WHAT THIS TASK INVOLVES: Compute the number of lines in the following data that include the word "TokenManagerError", and output that number alone.

+++++

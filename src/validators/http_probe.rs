//! HTTP probe - checks a secret by calling an authenticated endpoint
//!
//! The probe sends one GET request with the secret in the configured
//! authorization scheme and maps the HTTP status to a [`SecretState`].

use crate::core::config::ProbeConfig;
use crate::core::traits::{SecretState, SecretStatus};
use crate::registry::token_manager::{ProbeAuth, ProbeSpec};
use anyhow::{Context, Result};
use reqwest::header::AUTHORIZATION;
use reqwest::{Client, RequestBuilder};
use secrecy::{ExposeSecret, SecretString};
use std::time::Duration;
use tracing::{debug, warn};

/// Reusable HTTP client for probes
#[derive(Debug, Clone)]
pub struct HttpProbe {
    client: Client,
}

impl HttpProbe {
    pub fn new(config: &ProbeConfig) -> Result<Self> {
        let client = Client::builder()
            .timeout(Duration::from_secs(config.timeout_secs))
            .user_agent(config.user_agent.as_str())
            .build()
            .context("Failed to create HTTP client")?;

        Ok(Self { client })
    }

    /// GET request for `spec` carrying `secret`
    pub fn request(&self, spec: &ProbeSpec, secret: &SecretString) -> RequestBuilder {
        let request = self.client.get(&spec.url);
        let secret = secret.expose_secret();

        match &spec.auth {
            ProbeAuth::Bearer => request.bearer_auth(secret),
            ProbeAuth::Token => request.header(AUTHORIZATION, format!("token {}", secret)),
            ProbeAuth::Basic => request.basic_auth(secret, None::<&str>),
            ProbeAuth::Header { name } => request.header(name.as_str(), secret),
        }
    }

    /// Probe `spec` and build the status for `service`.
    ///
    /// # Errors
    ///
    /// Transport failures (DNS, connect, timeout) and unreadable bodies.
    pub async fn check(
        &self,
        service: &str,
        spec: &ProbeSpec,
        secret: &SecretString,
        show_response: bool,
    ) -> Result<SecretStatus> {
        let response = self
            .request(spec, secret)
            .send()
            .await
            .with_context(|| format!("Request to {} failed", spec.url))?;

        let status = response.status().as_u16();
        let body = response
            .text()
            .await
            .with_context(|| format!("Failed to read response from {}", spec.url))?;
        debug!(status, url = %spec.url, "Probe answered");
        if !spec.active_statuses.contains(&status) && !spec.inactive_statuses.contains(&status) {
            warn!(status, url = %spec.url, "Unexpected probe status, treating secret as inactive");
        }

        let state = classify(spec, status, &body);
        Ok(SecretStatus::new(service, state, show_response, Some(pretty_body(&body)))
            .with_http_status(status))
    }
}

/// Map an HTTP answer to a secret state.
///
/// Active statuses count only when the optional JSON pointer in the body is
/// `true`. Every other status, listed as inactive or not, is inactive.
pub fn classify(spec: &ProbeSpec, status: u16, body: &str) -> SecretState {
    if !spec.active_statuses.contains(&status) {
        return SecretState::Inactive;
    }

    match &spec.active_pointer {
        None => SecretState::Active,
        Some(pointer) => {
            let flag = serde_json::from_str::<serde_json::Value>(body)
                .ok()
                .and_then(|json| json.pointer(pointer).and_then(|v| v.as_bool()));
            if flag == Some(true) {
                SecretState::Active
            } else {
                SecretState::Inactive
            }
        }
    }
}

/// Pretty-print JSON bodies, keep anything else as is
fn pretty_body(body: &str) -> String {
    serde_json::from_str::<serde_json::Value>(body)
        .and_then(|json| serde_json::to_string_pretty(&json))
        .unwrap_or_else(|_| body.to_string())
}
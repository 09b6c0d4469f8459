//! Error handling for secret validation
//!
//! This module provides the error taxonomy of the tool with stable codes and
//! recovery guidance, using the thiserror crate.

use thiserror::Error;

/// Main error type for how2validate operations
#[derive(Error, Debug)]
pub enum H2vError {
    // Input errors (raised while parsing, before dispatch)
    #[error("Invalid {field}: '{candidate}'. Choose from {}.", .allowed.join(", "))]
    InvalidChoice {
        field: String,
        candidate: String,
        allowed: Vec<String>,
    },

    #[error("Invalid email address provided for --report option.")]
    InvalidEmail { candidate: String },

    #[error("Unknown provider: '{provider}'")]
    UnknownProvider { provider: String },

    #[error("Missing required arguments: -Provider, -Service, -Secret")]
    MissingRequiredArguments,

    // Collaborator errors (raised during dispatch)
    #[error("Tool update failed: {message}")]
    UpdateFailed { message: String },

    #[error("[{service}] validation backend error: {message}")]
    BackendError { service: String, message: String },

    // Ambient errors
    #[error("Configuration error: {0}")]
    ConfigError(String),

    #[error("Token manager error: {0}")]
    TokenManagerError(String),

    #[error("Command execution error: {0}")]
    CommandError(String),
}

impl H2vError {
    /// Whether the error was caused by what the user typed
    pub fn is_user_error(&self) -> bool {
        matches!(
            self,
            Self::InvalidChoice { .. }
                | Self::InvalidEmail { .. }
                | Self::UnknownProvider { .. }
                | Self::MissingRequiredArguments
        )
    }

    /// Get suggested actions for this error
    pub fn suggested_actions(&self) -> Vec<&'static str> {
        match self {
            Self::InvalidChoice { .. } | Self::UnknownProvider { .. } => vec![
                "Run with -secretscope to list supported providers and services",
                "Check the spelling and case of the value",
            ],
            Self::InvalidEmail { .. } => {
                vec!["Provide an address of the form name@example.com"]
            }
            Self::MissingRequiredArguments => vec![
                "Pass --provider, --service and --secret together",
                "Use '-h' or '--help' for usage information",
            ],
            Self::UpdateFailed { .. } => vec![
                "Check that cargo is installed and on PATH",
                "Install the latest version manually with cargo install",
            ],
            Self::BackendError { .. } => vec![
                "Check your network connection",
                "Run with -secretscope to confirm the service is supported",
            ],
            Self::ConfigError(_) => vec![
                "Check the .how2validate.yaml or .how2validate.toml file",
                "Check the HOW2VALIDATE_* environment variables",
            ],
            Self::TokenManagerError(_) => vec![
                "Check that the token manager file exists and is valid JSON",
                "Unset HOW2VALIDATE_TOKEN_MANAGER to use the built-in service list",
            ],
            Self::CommandError(_) => {
                vec!["Check the command output for details"]
            }
        }
    }

    /// Get error code for this error
    pub fn code(&self) -> &'static str {
        match self {
            Self::InvalidChoice { .. } => "INVALID_CHOICE",
            Self::InvalidEmail { .. } => "INVALID_EMAIL",
            Self::UnknownProvider { .. } => "UNKNOWN_PROVIDER",
            Self::MissingRequiredArguments => "MISSING_REQUIRED_ARGUMENTS",
            Self::UpdateFailed { .. } => "UPDATE_FAILED",
            Self::BackendError { .. } => "BACKEND_ERROR",
            Self::ConfigError(_) => "CONFIG_ERROR",
            Self::TokenManagerError(_) => "TOKEN_MANAGER_ERROR",
            Self::CommandError(_) => "COMMAND_ERROR",
        }
    }
}

#[cfg(test)]
mod tests {
    use super::*;

    #[test]
    fn test_invalid_choice_lists_allowed_values() {
        let error = H2vError::InvalidChoice {
            field: "provider".to_string(),
            candidate: "gitlab".to_string(),
            allowed: vec!["npm".to_string(), "snyk".to_string()],
        };

        assert_eq!(
            error.to_string(),
            "Invalid provider: 'gitlab'. Choose from npm, snyk."
        );
        assert!(error.is_user_error());
        assert_eq!(error.code(), "INVALID_CHOICE");
    }

    #[test]
    fn test_invalid_email_message() {
        let error = H2vError::InvalidEmail {
            candidate: "bad-email".to_string(),
        };

        assert_eq!(
            error.to_string(),
            "Invalid email address provided for --report option."
        );
        assert!(error.is_user_error());
    }

    #[test]
    fn test_missing_required_arguments() {
        let error = H2vError::MissingRequiredArguments;

        assert!(error.to_string().contains("-Provider, -Service, -Secret"));
        let actions = error.suggested_actions();
        assert!(actions.iter().any(|a| a.contains("--help")));
    }

    #[test]
    fn test_backend_error_carries_service() {
        let error = H2vError::BackendError {
            service: "npm_access_token".to_string(),
            message: "connection refused".to_string(),
        };

        assert!(!error.is_user_error());
        assert_eq!(error.code(), "BACKEND_ERROR");
        let display = error.to_string();
        assert!(display.contains("npm_access_token"));
        assert!(display.contains("connection refused"));
    }

    #[test]
    fn test_update_failed_is_not_user_error() {
        let error = H2vError::UpdateFailed {
            message: "cargo not found".to_string(),
        };

        assert!(!error.is_user_error());
        assert_eq!(error.code(), "UPDATE_FAILED");
        assert!(error.suggested_actions().len() >= 2);
    }

    #[test]
    fn test_config_error_code() {
        let error = H2vError::ConfigError("bad yaml".to_string());
        assert_eq!(error.code(), "CONFIG_ERROR");
        assert!(error.to_string().contains("bad yaml"));
    }
}
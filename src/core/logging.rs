//! Logging setup
//!
//! Structured logging through the `tracing` crate. Log lines go to stderr so
//! that stdout only carries command output (scope tables, version, help).

use crate::core::config::{LogFormat, LoggingConfig};
use crate::core::error::H2vError;
use tracing_subscriber::fmt::time::ChronoUtc;
use tracing_subscriber::{EnvFilter, Registry, fmt, layer::SubscriberExt, util::SubscriberInitExt};

/// Initialize the global subscriber from the logging configuration.
///
/// Calling this twice is harmless: the second subscriber is dropped.
pub fn init_logging(config: &LoggingConfig) -> Result<(), H2vError> {
    let filter = build_env_filter(config)?;
    let base_subscriber = Registry::default().with(filter);

    let result = match config.format {
        LogFormat::Json => base_subscriber
            .with(
                fmt::layer()
                    .json()
                    .with_target(false)
                    .with_timer(ChronoUtc::rfc_3339())
                    .with_writer(std::io::stderr),
            )
            .try_init(),
        LogFormat::Text => base_subscriber
            .with(
                fmt::layer()
                    .with_target(false)
                    .with_timer(ChronoUtc::new("%Y-%m-%d %H:%M:%S".to_string()))
                    .with_ansi(config.color)
                    .with_writer(std::io::stderr),
            )
            .try_init(),
    };

    // Already initialized (tests, embedding applications)
    if result.is_err() {
        tracing::debug!("Global tracing subscriber already set");
    }

    Ok(())
}

/// Build the filter from the configured level directive
fn build_env_filter(config: &LoggingConfig) -> Result<EnvFilter, H2vError> {
    let level = config.level.trim();

    if level.is_empty() || level == "off" {
        return Ok(EnvFilter::new("off"));
    }

    EnvFilter::try_new(level)
        .map_err(|e| H2vError::ConfigError(format!("Invalid log level '{}': {}", level, e)))
}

+++++

TASK SOLUTION: 3